Filmmaker Miike Takashi, in common with his protagonists, takes a licking but keeps on ticking. Blade of the Immortal, Miike’s latest to reach the U.S. and his 100th directorial effort, does not appreciably break new ground in its story of a Shogunate-era samurai named Manji (Kimura Takuya) — not even when Manji meets Yaobikuni, a ghostly 800-year-old woman in a white hooded robe, who curses him with immortality.
Manji is in the midst of tangling with about 100 plug-uglies when his eternal life kicks in, courtesy the “sacred bloodworms of the Holy Lama” put into his body by the witch. He kills all his enemies even after losing a hand and an eye (the hand grows back), setting the pattern for the rest of the movie, in which he adopts an orphaned teenage girl (Sugisaki Hana) and helps her avenge her parents’ deaths.
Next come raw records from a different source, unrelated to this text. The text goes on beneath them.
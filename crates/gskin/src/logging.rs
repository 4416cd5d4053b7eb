//! Logging bootstrap

use anyhow::{anyhow, Context, Result};
use tracing_subscriber::EnvFilter;

use crate::config::LoggingConfig;

/// Install a global `tracing` subscriber
///
/// The filter comes from `RUST_LOG` when set, otherwise from `config`.
/// Calling this twice is an error rather than a panic.
pub fn init(config: &LoggingConfig) -> Result<()> {
    let filter = EnvFilter::try_from_default_env()
        .or_else(|_| EnvFilter::try_new(&config.filter))
        .with_context(|| format!("Invalid log filter `{}`", config.filter))?;

    tracing_subscriber::fmt()
        .with_env_filter(filter)
        .with_target(true)
        .try_init()
        .map_err(|err| anyhow!("Failed to install tracing subscriber: {err}"))?;

    tracing::debug!(filter = %config.filter, "logging initialised");
    Ok(())
}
Cue extras dropping like flies, plus anachronistic hairstyles and makeup.
The 57-year-old Miike became the object of cult adulation with such grotesqueries as Audition, Ichi the Killer, and the Dead or Alive films, but his fans are not all pimple-faced adolescent geeks with macho daydreams. Plenty of pimple-faced adult geeks admire his radiant production values and unapologetic taste for shock. The ever-popular chanbara swordfight films are an international genre staple at film festivals and art houses. Miike has a flair for depicting cruelty and violence, and such talent is usually rewarded, especially in the service of tales of strife-filled ancient Japan.
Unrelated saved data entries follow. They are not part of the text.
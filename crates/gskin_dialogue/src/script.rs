//! Dialogue scripts
//!
//! A script is a JSON object mapping node names to lists of beats. Each
//! beat is an object with exactly one action key and an optional `if`:
//!
//! ```json
//! {
//!   "intro": [
//!     {"update_context": {"met": "true"}},
//!     {"Guard": "Halt!"},
//!     {"pause": 0.5},
//!     {"stage_direction": {"guard": "draws sword"}},
//!     {"Guard": "Again you?", "if": "met"},
//!     {"options": [
//!       {"text": "Let me pass", "value": "pass"},
//!       {"text": "Bribe", "value": "bribe", "if": "gold > 10 and _seen == 0"}
//!     ]}
//!   ],
//!   "pass": [{"next_node": "end"}]
//! }
//! ```
//!
//! Any key other than the reserved action keys is an actor name whose
//! value is the spoken line. `end` is a target that finishes the dialogue.

use indexmap::IndexMap;
use serde_json::{Map, Value};

use crate::error::{DialogueError, Result};
use crate::expr::Expression;

/// Target name that finishes the dialogue
pub const END: &str = "end";

const CONDITION_KEY: &str = "if";

/// What a beat does
#[derive(Clone, Debug, PartialEq)]
pub enum Action {
    /// `{"<actor>": "<line>"}`
    Speak { actor: String, line: String },
    /// `{"next_node": "<node>"}`
    NextNode(String),
    /// `{"update_context": {"<name>": "<expression>"}}`; non-string values
    /// are stored as they are
    UpdateContext(Vec<(String, Expression)>),
    /// `{"pause": <seconds>}`
    Pause(f64),
    /// `{"options": [{"text": .., "value": .., "if": ..}]}`
    Options(Vec<Choice>),
    /// `{"stage_direction": {..}}`
    StageDirection(Map<String, Value>),
}

/// One option of a prompt
#[derive(Clone, Debug, PartialEq)]
pub struct Choice {
    pub text: String,
    /// Node to jump to when chosen
    pub target: String,
    /// Shown only while this holds; `_seen` is the number of times the
    /// option has been shown before
    pub condition: Option<Expression>,
    /// Any other keys of the option object
    pub extra: Map<String, Value>,
}

/// A single step of a node
#[derive(Clone, Debug, PartialEq)]
pub struct Beat {
    /// Consecutive conditional beats form an if/elif chain
    pub condition: Option<Expression>,
    pub action: Action,
}

/// A parsed dialogue script, nodes in file order
#[derive(Clone, Debug, Default, PartialEq)]
pub struct Script {
    nodes: IndexMap<String, Vec<Beat>>,
}

impl Script {
    /// Parse a script from JSON text
    pub fn from_json(text: &str) -> Result<Self> {
        Self::from_value(serde_json::from_str(text)?)
    }

    /// Parse a script from an already-decoded JSON value
    pub fn from_value(value: Value) -> Result<Self> {
        let Value::Object(raw) = value else {
            return Err(DialogueError::NotAnObject);
        };

        let mut nodes = IndexMap::with_capacity(raw.len());
        for (name, beats) in raw {
            if name == END {
                return Err(DialogueError::ReservedNodeName);
            }
            let Value::Array(beats) = beats else {
                return Err(DialogueError::NodeNotAList(name));
            };
            let beats = beats
                .into_iter()
                .enumerate()
                .map(|(index, beat)| parse_beat(&name, index, beat))
                .collect::<Result<Vec<_>>>()?;
            nodes.insert(name, beats);
        }

        tracing::debug!(nodes = nodes.len(), "loaded dialogue script");
        Ok(Self { nodes })
    }

    /// The beats of `node`
    pub fn node(&self, node: &str) -> Option<&[Beat]> {
        self.nodes.get(node).map(Vec::as_slice)
    }

    /// The node a dialogue starts at
    pub fn first_node(&self) -> Option<&str> {
        self.nodes.keys().next().map(String::as_str)
    }

    pub fn node_names(&self) -> impl Iterator<Item = &str> {
        self.nodes.keys().map(String::as_str)
    }

    /// Every node `node` can jump to, in beat order, `end` included
    pub fn targets<'a>(&'a self, node: &str) -> impl Iterator<Item = &'a str> + 'a {
        self.nodes
            .get(node)
            .into_iter()
            .flatten()
            .flat_map(|beat| -> Box<dyn Iterator<Item = &'a str> + 'a> {
                match &beat.action {
                    Action::NextNode(target) => Box::new(std::iter::once(target.as_str())),
                    Action::Options(choices) => {
                        Box::new(choices.iter().map(|choice| choice.target.as_str()))
                    }
                    _ => Box::new(std::iter::empty()),
                }
            })
    }

    pub fn len(&self) -> usize {
        self.nodes.len()
    }

    pub fn is_empty(&self) -> bool {
        self.nodes.is_empty()
    }
}

fn parse_beat(node: &str, index: usize, beat: Value) -> Result<Beat> {
    let invalid = |reason: String| DialogueError::InvalidBeat {
        node: node.to_string(),
        index,
        reason,
    };

    let Value::Object(mut fields) = beat else {
        return Err(invalid("a beat must be an object".to_string()));
    };

    let condition = fields
        .remove(CONDITION_KEY)
        .map(|condition| parse_condition(condition).map_err(&invalid))
        .transpose()?;

    if fields.len() != 1 {
        return Err(invalid(format!(
            "expected exactly one action, found {}",
            fields.len()
        )));
    }
    let Some((key, value)) = fields.into_iter().next() else {
        return Err(invalid("missing action".to_string()));
    };

    let action = match (key.as_str(), value) {
        ("next_node", Value::String(target)) => Action::NextNode(target),
        ("pause", Value::Number(seconds)) => {
            let seconds = seconds
                .as_f64()
                .filter(|s| *s >= 0.0)
                .ok_or_else(|| invalid("pause must be a non-negative number".to_string()))?;
            Action::Pause(seconds)
        }
        ("update_context", Value::Object(assignments)) => Action::UpdateContext(
            assignments
                .into_iter()
                .map(|(name, value)| {
                    let expr = match value {
                        Value::String(source) => Expression::parse(&source)?,
                        other => Expression::literal(other),
                    };
                    Ok((name, expr))
                })
                .collect::<Result<Vec<_>>>()?,
        ),
        ("stage_direction", Value::Object(direction)) => Action::StageDirection(direction),
        ("options", Value::Array(options)) => Action::Options(
            options
                .into_iter()
                .map(|option| parse_choice(option).map_err(&invalid))
                .collect::<Result<Vec<_>>>()?,
        ),
        ("next_node" | "pause" | "update_context" | "stage_direction" | "options", other) => {
            return Err(invalid(format!("`{key}` cannot take {other}")));
        }
        (_, Value::String(line)) => Action::Speak {
            actor: key.clone(),
            line,
        },
        (_, other) => return Err(invalid(format!("line of `{key}` must be a string, found {other}"))),
    };

    Ok(Beat { condition, action })
}

fn parse_condition(condition: Value) -> std::result::Result<Expression, String> {
    match condition {
        Value::String(source) => Expression::parse(&source).map_err(|err| err.to_string()),
        Value::Bool(_) => Ok(Expression::literal(condition)),
        other => Err(format!("condition must be a string, found {other}")),
    }
}

fn parse_choice(option: Value) -> std::result::Result<Choice, String> {
    let Value::Object(mut fields) = option else {
        return Err("an option must be an object".to_string());
    };

    let text = match fields.remove("text") {
        Some(Value::String(text)) => text,
        _ => return Err("an option needs a string `text`".to_string()),
    };
    let target = match fields.remove("value") {
        Some(Value::String(target)) => target,
        _ => return Err(format!("option `{text}` needs a string `value`")),
    };
    let condition = fields.remove(CONDITION_KEY).map(parse_condition).transpose()?;

    Ok(Choice {
        text,
        target,
        condition,
        extra: fields,
    })
}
Movie and pop music star Kimura turns in a standard-brand action-hero acting job, but the cynosure of all eyes are Fukushi Sôta as a baddie with rock-star looks, and Toda Erika as a female warrior. The mood of the film is unremittingly somber. For Miike, bloodletting is a philosophical exercise. As such, Blade of the Immortal is not recommended for beginners.
Blade of the Immortal
Directed by Miike Takashi. With Kimura Takuya and Sugisaki Hana. Opens Friday.